As described above, in the present invention, since the protective layer is formed of the solvent-free material, the migration of the organic low molecular weight substance into the protective layer is reduced, the adhesion of dust to the thermal head is reduced, and the image uniformity is improved. In addition, since it is hardened and formed by radiation without being dried by heating, migration of the organic low molecular weight substance is further reduced, and there is an effect that dust adhesion to the thermal head and image uniformity are improved.

[Brief description of drawings]

FIG. 1 is a diagram showing a change in transparency of a reversible thermosensitive recording material according to the present invention due to heat.
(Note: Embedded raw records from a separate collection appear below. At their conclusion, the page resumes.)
//! Downloadable statistics snapshot.

use chrono::{DateTime, Utc};
use serde::{Deserialize, Serialize};

use crate::models::{AnalysisParams, AnalysisResults, AreaOfInterest};

/// JSON document handed to the user by the "download statistics" action.
#[derive(Debug, Clone, PartialEq, Serialize, Deserialize)]
pub struct StatisticsSnapshot {
    pub analysis_date: DateTime<Utc>,
    pub region: String,
    pub area_km2: f64,
    pub year: i32,
    pub parameters: AnalysisParams,
    pub results: AnalysisResults,
}

impl StatisticsSnapshot {
    pub fn new(
        aoi: &AreaOfInterest,
        params: &AnalysisParams,
        results: &AnalysisResults,
        analysis_date: DateTime<Utc>,
    ) -> Self {
        Self {
            analysis_date,
            region: aoi.name.clone(),
            area_km2: aoi.area_km2,
            year: params.year,
            parameters: params.clone(),
            results: results.clone(),
        }
    }

    /// `gee_analysis_<region, spaces as underscores>_<epoch millis>.json`
    pub fn filename(&self) -> String {
        snapshot_filename(&self.region, self.analysis_date.timestamp_millis())
    }

    pub fn to_json_bytes(&self) -> Result<Vec<u8>, serde_json::Error> {
        serde_json::to_vec_pretty(self)
    }
}

pub fn snapshot_filename(region: &str, epoch_millis: i64) -> String {
    format!("gee_analysis_{}_{}.json", region.replace(' ', "_"), epoch_millis)
}

#[cfg(test)]
mod tests {
    use super::*;
    use crate::geometry::Bounds;
    use crate::models::{AoiKind, VegetationResponse};
    use chrono::TimeZone;

    fn aoi() -> AreaOfInterest {
        AreaOfInterest {
            kind: AoiKind::Admin,
            name: "Kabupaten Bandung Barat".into(),
            bounds: Bounds::new(107.2, -7.1, 107.7, -6.7),
            area_km2: 1305.8,
            geojson: None,
        }
    }

    #[test]
    fn test_filename_replaces_spaces() {
        assert_eq!(
            snapshot_filename("Kota Bandung", 1_700_000_000_000),
            "gee_analysis_Kota_Bandung_1700000000000.json"
        );
        assert_eq!(snapshot_filename("Bali", 5), "gee_analysis_Bali_5.json");
    }

    #[test]
    fn test_snapshot_round_trips_region() {
        let date = Utc.with_ymd_and_hms(2024, 6, 1, 8, 30, 0).unwrap();
        let mut results = AnalysisResults::default();
        results.record_vegetation(VegetationResponse {
            collection_size: Some(12),
            ..Default::default()
        });
        let snapshot = StatisticsSnapshot::new(&aoi(), &AnalysisParams::default(), &results, date);

        let bytes = snapshot.to_json_bytes().unwrap();
        let parsed: serde_json::Value = serde_json::from_slice(&bytes).unwrap();
        assert_eq!(parsed["region"], "Kabupaten Bandung Barat");
        assert_eq!(parsed["results"]["collection_size"], 12);

        let back: StatisticsSnapshot = serde_json::from_slice(&bytes).unwrap();
        assert_eq!(back, snapshot);
        assert_eq!(
            back.filename(),
            format!("gee_analysis_Kabupaten_Bandung_Barat_{}.json", date.timestamp_millis())
        );
    }
}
 ─────────────────────────────────────────────────── ─── Continuation of the front page (72) Inventor Makoto Kawaguchi 1-3-6 Nakamagome, Ota-ku, Tokyo Within Ricoh Company (72) Inventor Tetsuya Amano 1-3-6 Nakamagome, Ota-ku, Tokyo Shares Company Ricoh

Claims (3)

[Claims] 1. A heat-sensitive layer comprising a resin base material and an organic low-molecular substance dispersed in the resin base material as a main component, the transparency of which reversibly changes depending on temperature is provided on a support, and A reversible thermosensitive recording material having a protective layer provided thereon, wherein the protective layer is composed of a solventless material. 2. The method for producing a reversible thermosensitive recording material according to claim 1, wherein the protective layer is formed by being cured by radiation. 3. The method for producing a reversible thermosensitive recording material according to claim 1, wherein the protective layer is formed by lithographic printing or letterpress printing.